This post begins a detailed consideration of the SEC’s proposal to require money market funds with floating net asset values (“institutional money funds”) to implement swing pricing during any pricing period in which the fund has net redemptions. I begin with the estimated costs that an institutional money fund “must include for each security in the fund’s portfolio” when determining any swing price, namely:
- spread costs,
- brokerage commissions,
- custody fees, and
- any other charges, fees, and taxes associated with portfolio security sales.
This post considers spread costs and brokerage commissions.
What Are Spread Costs?
We can use the Treasury Note from my previous examples to illustrate spread costs. The note, maturing 12/22/2022, had a coupon of 2.25%. At the time, the asking price for the note published in the Wall Street Journal was $101.074 and the bid price was $101.070, in each case per $100 face amount. So, if a fund purchased a note in the face amount of $100,000, it would pay $101,074, while the dealer that sold the note to the fund would have purchased it for $101,070. The “spread,” or $4 difference between the two amounts, is the dealer’s compensation for both the purchase and sale of the note.
Does the Buyer or Seller Pay the Spread Costs?
The answer is “Yes.” Because the dealer does not charge buyer or seller directly, we can answer this question in one of three ways:
- The note’s market value is $101,070, and the buyer paid the spread cost, for a total purchase price of $101,074;
- The note’s market value is $101,074 and the seller paid the spread cost, netting $101,070; or
- The note’s market value is between $101,070 and $101,074, and both parties paid part of the spread cost.
All three answers seem equally valid.
It Should Not Matter Who Paid
As explained in an earlier post, one aim of swing pricing is to make redeeming shareholders bear the costs, including spread costs, of selling portfolio securities to pay for their redemptions. As a fund must have bought a security before it can sell it, the fund must have been both a buyer and a seller. With respect to our $100,000 Treasury Note, this means the fund paid a total of $4 in spread costs either when it bought the note, sold the note, or (if buyer and seller are deemed to share the spread cost) both when it bought and sold the note.
It Should Not Matter How Securities Are Valued
Although a spread cost is a fixed amount, the swing pricing proposal would include different amounts depending on how the fund calculates its NAV. The swing price will reflect spread costs only if the fund uses “mid-prices” (the average of bid and asked prices, or $101.072 in our example) to determine its net assets rather than bid prices. Thus, mid-priced funds will recover half of their spread costs from redeeming shareholders while bid-priced funds will not recover any spread costs.
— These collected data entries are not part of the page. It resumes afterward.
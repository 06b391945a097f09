//! Chat commands and the permission table that gates the mutating ones.

use std::collections::HashMap;

use serde::{Deserialize, Serialize};

use crate::{ApplicationName, BuildId, EnvironmentName, ProjectName, UserEmail};

// ---------------------------------------------------------------------------
// Capabilities and users
// ---------------------------------------------------------------------------

/// A permission that gates one mutating command.
#[derive(Debug, Clone, Copy, PartialEq, Eq, Hash, Serialize, Deserialize)]
#[serde(rename_all = "kebab-case")]
pub enum Capability {
    StartBuild,
    DeleteBuild,
    RebuildEnv,
}

impl Capability {
    /// Returns the capability string used in the permission table.
    pub fn as_str(self) -> &'static str {
        match self {
            Self::StartBuild => "start-build",
            Self::DeleteBuild => "delete-build",
            Self::RebuildEnv => "rebuild-env",
        }
    }
}

impl std::fmt::Display for Capability {
    fn fmt(&self, f: &mut std::fmt::Formatter<'_>) -> std::fmt::Result {
        f.write_str(self.as_str())
    }
}

/// One entry of the permission table.
///
/// Permissions are free-form strings so the table can carry capabilities this
/// version does not know about; [`User::can`] only matches exact strings.
#[derive(Debug, Clone, PartialEq, Eq, Serialize, Deserialize)]
pub struct User {
    pub email: UserEmail,
    #[serde(default)]
    pub permissions: Vec<String>,
}

impl User {
    /// A user with no permissions.
    pub fn unprivileged(email: UserEmail) -> Self {
        Self {
            email,
            permissions: Vec::new(),
        }
    }

    /// Returns `true` if the user holds `capability`.
    pub fn can(&self, capability: Capability) -> bool {
        self.permissions.iter().any(|p| p == capability.as_str())
    }
}

/// Permission table keyed by email.
#[derive(Debug, Clone, Default)]
pub struct PermissionTable {
    users: HashMap<UserEmail, User>,
}

impl PermissionTable {
    /// Builds the table; a later entry for the same email replaces an earlier one.
    pub fn new(users: impl IntoIterator<Item = User>) -> Self {
        Self {
            users: users.into_iter().map(|u| (u.email.clone(), u)).collect(),
        }
    }

    /// Returns the user for `email`, or an unprivileged user if unknown.
    pub fn find(&self, email: &UserEmail) -> User {
        self.users
            .get(email)
            .cloned()
            .unwrap_or_else(|| User::unprivileged(email.clone()))
    }

    pub fn len(&self) -> usize {
        self.users.len()
    }

    pub fn is_empty(&self) -> bool {
        self.users.is_empty()
    }
}

// ---------------------------------------------------------------------------
// Commands
// ---------------------------------------------------------------------------

/// A parsed chat command.
#[derive(Debug, Clone, PartialEq, Eq)]
pub enum Command {
    Hello,
    Help,
    Me,
    ListProjects,
    ListBuilds,
    /// `run build <project>`; `None` when the project was omitted.
    RunBuild(Option<ProjectName>),
    /// `delete build <id>`; `None` when the id was omitted.
    DeleteBuild(Option<BuildId>),
    ListApps,
    ListEnvs,
    /// `rebuild env <application> <environment>`; `None` when either is omitted.
    RebuildEnv(Option<(ApplicationName, EnvironmentName)>),
    Unknown,
}

impl Command {
    /// Parses the text of a message addressed to the bot.
    ///
    /// Keywords match case-insensitively; arguments keep their case.
    pub fn parse(text: &str) -> Self {
        let words: Vec<&str> = text.split_whitespace().collect();
        let lowered: Vec<String> = words.iter().map(|w| w.to_lowercase()).collect();
        let keywords: Vec<&str> = lowered.iter().map(String::as_str).collect();

        match keywords.as_slice() {
            [first, ..]
                if matches!(
                    first.trim_end_matches(|c: char| c.is_ascii_punctuation()),
                    "hi" | "hello"
                ) =>
            {
                Self::Hello
            }
            ["help"] => Self::Help,
            ["me"] => Self::Me,
            ["list", "projects", ..] => Self::ListProjects,
            ["list", "builds", ..] => Self::ListBuilds,
            ["list", "apps", ..] => Self::ListApps,
            ["list", "envs", ..] => Self::ListEnvs,
            ["run", "build", ..] => Self::RunBuild(words.get(2).and_then(|w| ProjectName::new(*w))),
            ["delete", "build", ..] => Self::DeleteBuild(words.get(2).and_then(|w| BuildId::new(*w))),
            ["rebuild", "env", ..] => Self::RebuildEnv(
                words
                    .get(2)
                    .and_then(|w| ApplicationName::new(*w))
                    .zip(words.get(3).and_then(|w| EnvironmentName::new(*w))),
            ),
            _ => Self::Unknown,
        }
    }

    /// Returns the capability required to run this command, if any.
    pub fn required_capability(&self) -> Option<Capability> {
        match self {
            Self::RunBuild(_) => Some(Capability::StartBuild),
            Self::DeleteBuild(_) => Some(Capability::DeleteBuild),
            Self::RebuildEnv(_) => Some(Capability::RebuildEnv),
            _ => None,
        }
    }
}

/// Text of the `help` reply.
pub const HELP_TEXT: &str = "*Here are all the commands you can use:*
`help` - Display this message
`me` - Show your email and permissions
`list projects` - List build projects
`list builds` - Show the five most recent builds
`run build <project>` - Start a build (needs `start-build`)
`delete build <build-id>` - Delete a build (needs `delete-build`)
`list apps` - List applications
`list envs` - Show all environments
`rebuild env <application> <environment>` - Redeploy an environment (needs `rebuild-env`)";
This treatment of spread costs focuses on the impact of the sale to the exclusion of the purchase. Valuing the note at its bid price results in a $4 reduction in the fund’s net assets at the time of purchase, since the spread cost, although paid as part of the purchase price, is not included in the carrying price. Selling the note “costs” the fund the value of this initial expenditure. The fund spent $4 to acquire the note and now has nothing to show for it apart from whatever interest may have accrued.
This is half true when the fund uses the mid-price. Valuing the note at its mid-price lowers the net assets by $2 when it is purchased for $101,074 but carried at $101,072, and another $2 when it is sold for $101,070. Again, the sale deprives the fund of the benefit of the initial $2 expenditure as well as incurring a $2 expenditure on the sale.
Commissions
You will search in vain for references to brokerage commission in an institutional money fund’s financial reports. Money market instruments trade in dealer markets, and dealers charge spreads rather than commissions. So, commissions should rarely factor into a swing price.
Conclusion
No matter how its characterized, the consequences to the fund of selling the Treasury Note before maturity will be the same: the dealers will have $4 that used to be an asset of the fund. The effect of the swing pricing proposal would be that all the shareholders of a bid-priced fund would share the entire spread cost whereas the shareholders of a mid-priced fund would share only half of the spread cost, with the other half being passed through to shares redeemed at the swing price.